Les modèles d'intégration de Jina AI sont des modèles d'intégration de texte très performants qui peuvent traduire des entrées textuelles en représentations numériques, en capturant la sémantique du texte. Ces modèles excellent dans des applications telles que la recherche dense, la similarité textuelle sémantique et la compréhension multilingue.

Milvus s'intègre aux modèles d'intégration de Jina AI via la classe JinaEmbeddingFunction. Cette classe fournit des méthodes pour coder les documents et les requêtes à l'aide des modèles d'intégration de Jina AI et pour renvoyer les intégrations sous forme de vecteurs denses compatibles avec l'indexation Milvus. Pour utiliser cette fonctionnalité, obtenez une clé API de Jina AI.

Pour utiliser cette fonctionnalité, installez les dépendances nécessaires :

pip install --upgrade pymilvus
pip install "pymilvus[model]"

Ensuite, instanciez l'application JinaEmbeddingFunction:

from pymilvus.model.dense import JinaEmbeddingFunction

jina_ef = JinaEmbeddingFunction(
    model_name="jina-embeddings-v2-base-en", # Defaults to `jina-embeddings-v2-base-en`
    api_key=JINAAI_API_KEY # Provide your Jina AI API key
)

Paramètres:

  • model_name (chaîne)

    Le nom du modèle d'intégration de Jina AI à utiliser pour l'encodage. Vous pouvez spécifier n'importe quel nom de modèle d'intégration Jina AI disponible, par exemple, jina-embeddings-v2-base-en, jina-embeddings-v2-small-en, etc. Si ce paramètre n'est pas spécifié, jina-embeddings-v2-base-en sera utilisé. Pour obtenir la liste des modèles disponibles, reportez-vous à Jina Embeddings.

  • api_key (chaîne)

    La clé API pour accéder à l'API Jina AI.
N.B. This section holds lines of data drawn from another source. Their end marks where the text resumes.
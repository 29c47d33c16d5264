use crate::error::RuntimeError;
use clap::Parser;
use qstress_core::{
    Target, TestConfig, DEFAULT_CONNECT_TIMEOUT, DEFAULT_DURATION, DEFAULT_OUTPUT_FILE,
    DEFAULT_QUERY_TIMEOUT, DEFAULT_THREAD_COUNT,
};
use std::net::SocketAddr;
use std::path::{Path, PathBuf};
use std::time::Duration;

/// Hammer a database with a templated query from many connections at once.
///
/// Every run of `%` in the query is replaced by a zero-padded counter, so
/// `select * from orders where id = %%%` walks ids 000 through 999.
#[derive(Parser, Debug)]
#[command(name = "qstress", version)]
pub struct QStressCli {
    /// Database server, either `host[:port]` or a full `postgres://` URL.
    #[arg(short, long, env = "QSTRESS_SERVER", required_unless_present = "config")]
    pub server: Option<String>,

    #[arg(short, long, env = "QSTRESS_DATABASE", required_unless_present = "config")]
    pub database: Option<String>,

    /// Query template.
    #[arg(short, long, required_unless_present = "config")]
    pub query: Option<String>,

    /// Number of concurrent workers, each with its own connection.
    #[arg(short, long, default_value_t = DEFAULT_THREAD_COUNT)]
    pub threads: usize,

    /// Test duration in seconds.
    #[arg(long, default_value_t = DEFAULT_DURATION.as_secs())]
    pub duration: u64,

    /// Per-query timeout in seconds.
    #[arg(long, default_value_t = DEFAULT_QUERY_TIMEOUT.as_secs())]
    pub timeout: u64,

    /// Connection timeout in seconds.
    #[arg(long, default_value_t = DEFAULT_CONNECT_TIMEOUT.as_secs())]
    pub connect_timeout: u64,

    /// Where to write the CSV results.
    #[arg(short, long, default_value = DEFAULT_OUTPUT_FILE)]
    pub output: PathBuf,

    /// Read the whole test configuration from a JSON file instead.
    #[arg(short, long, conflicts_with_all = ["server", "database", "query"])]
    pub config: Option<PathBuf>,

    /// Serve Prometheus metrics on this address while the test runs.
    #[arg(long)]
    pub metrics_addr: Option<SocketAddr>,

    /// Log filter directive, e.g. `qstress=debug`. Defaults to `RUST_LOG`.
    #[arg(long)]
    pub log: Option<String>,
}

impl QStressCli {
    pub fn test_config(&self) -> Result<TestConfig, RuntimeError> {
        if let Some(path) = &self.config {
            return load_config(path);
        }

        let target = Target::new(
            self.server.clone().unwrap_or_default(),
            self.database.clone().unwrap_or_default(),
        );
        Ok(
            TestConfig::new(target, self.query.clone().unwrap_or_default())
                .thread_count(self.threads)
                .duration(Duration::from_secs(self.duration))
                .query_timeout(Duration::from_secs(self.timeout))
                .connect_timeout(Duration::from_secs(self.connect_timeout))
                .output(self.output.clone()),
        )
    }
}

/// Read a [`TestConfig`] from a JSON file.
pub fn load_config(path: &Path) -> Result<TestConfig, RuntimeError> {
    let raw = std::fs::read_to_string(path).map_err(|source| RuntimeError::ConfigRead {
        path: path.to_path_buf(),
        source,
    })?;
    serde_json::from_str(&raw).map_err(|source| RuntimeError::ConfigParse {
        path: path.to_path_buf(),
        source,
    })
}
Pour créer des embeddings pour des documents, utilisez la méthode encode_documents():

docs = [
    "Artificial intelligence was founded as an academic discipline in 1956.",
    "Alan Turing was the first person to conduct substantial research in AI.",
    "Born in Maida Vale, London, Turing was raised in southern England.",
]

docs_embeddings = jina_ef.encode_documents(docs)

# Print embeddings
print("Embeddings:", docs_embeddings)
# Print dimension and shape of embeddings
print("Dim:", jina_ef.dim, docs_embeddings[0].shape)

Le résultat attendu est similaire à ce qui suit :

Embeddings: [array([-4.88487840e-01, -4.28095880e-01,  4.90086500e-01, -1.63274320e-01,
        3.43437800e-01,  3.21476880e-01,  2.83173790e-02, -3.10403670e-01,
        4.76985040e-01, -1.77410420e-01, -3.84803180e-01, -2.19224200e-01,
       -2.52898000e-01,  6.62411900e-02, -8.58173100e-01,  1.05221800e+00,
...
       -2.04462400e-01,  7.14229800e-01, -1.66823000e-01,  8.72551440e-01,
        5.53560140e-01,  8.92506300e-01, -2.39408610e-01, -4.22413560e-01,
       -3.19551350e-01,  5.59153850e-01,  2.44338100e-01, -8.60452100e-01])]
Dim: 768 (768,)

Pour créer des embeddings pour des requêtes, utilisez la méthode encode_queries():

queries = ["When was artificial intelligence founded", 
           "Where was Alan Turing born?"]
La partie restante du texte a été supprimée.